The rufous-crowned tody-flycatcher feeds on insects. It forages singly, in pairs, and in small family groups and only rarely joins mixed-species feeding flocks. It forages mostly near the ground in dense vegetation. It takes prey with short upward or forward sallies from a perch to grab it from leaves.

===Breeding===

The rufous-crowned tody-flycatcher's breeding season has not been defined but appears to include March to September. Nothing else is known about the species' breeding biology.

===Vocalization===

The rufous-crowned tody-flycatcher's vocalizations are "soft, easily overlooked, and usually given only at well-spaced intervals". Its song has been described as a sputtering "pa-treer-pít-pít-pít" with some variation.
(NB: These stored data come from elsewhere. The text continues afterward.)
use std::net::SocketAddr;

use axum::extract::{ConnectInfo, Request, State};
use axum::http::StatusCode;
use axum::middleware::Next;
use axum::response::Response;
use redis::aio::ConnectionManager;
use redis::Script;

/// Fixed-window request limiter backed by Redis, guarding the release
/// upload route (spec §6: "100 requests / 15 min / IP"). The script
/// increments the window's counter and sets its expiry in one round trip
/// so two requests racing the window boundary can't both reset it.
const FIXED_WINDOW_SCRIPT: &str = r#"
local count = redis.call('INCR', KEYS[1])
if count == 1 then
    redis.call('EXPIRE', KEYS[1], ARGV[1])
end
return count
"#;

#[derive(Clone)]
pub struct RateLimiter {
    conn: ConnectionManager,
    max_requests: u32,
    window_seconds: u64,
}

impl RateLimiter {
    pub fn new(conn: ConnectionManager, max_requests: u32, window_seconds: u64) -> Self {
        Self { conn, max_requests, window_seconds }
    }

    async fn record(&self, client_ip: &std::net::IpAddr) -> Result<u32, redis::RedisError> {
        let key = format!("ratelimit:upload:{client_ip}");
        let mut conn = self.conn.clone();
        Script::new(FIXED_WINDOW_SCRIPT)
            .key(key)
            .arg(self.window_seconds)
            .invoke_async(&mut conn)
            .await
    }
}

/// Rejects requests past the configured threshold with 429. A Redis
/// failure fails open — the upload path itself already tolerates cache
/// outages (spec §7), and a limiter outage shouldn't take releases down
/// with it.
pub async fn rate_limit_uploads(
    State(limiter): State<std::sync::Arc<RateLimiter>>,
    ConnectInfo(addr): ConnectInfo<SocketAddr>,
    request: Request,
    next: Next,
) -> Result<Response, StatusCode> {
    let is_upload = request.method() == axum::http::Method::POST && request.uri().path().ends_with("/release");
    if !is_upload {
        return Ok(next.run(request).await);
    }

    match limiter.record(&addr.ip()).await {
        Ok(count) if count > limiter.max_requests => Err(StatusCode::TOO_MANY_REQUESTS),
        Ok(_) => Ok(next.run(request).await),
        Err(e) => {
            tracing::warn!(error = %e, "rate limiter unreachable, allowing request");
            Ok(next.run(request).await)
        }
    }
}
Its calls include "a gravelly stuttered 'tttrew', 'pit-tttrew', or 'tttrew-pit', sometimes given as a duet". Other calls are described as a "low-pitched, flat chak, chak", a "gravelly stick'di'dik", and an "abrupt pip'prrrrrr".

==Status==

The IUCN has assessed the rufous-crowned tody-flycatcher as being of Least Concern. It has a large range; its population size is not known and is believed to be decreasing. No immediate threats have been identified. It is known from only a few specimens and sight records in Venezuela. It is considered fairly common in Colombia, common in Ecuador, and uncommon in Peru. It occurs in several national parks but is "[p]robably declining because of habitat loss".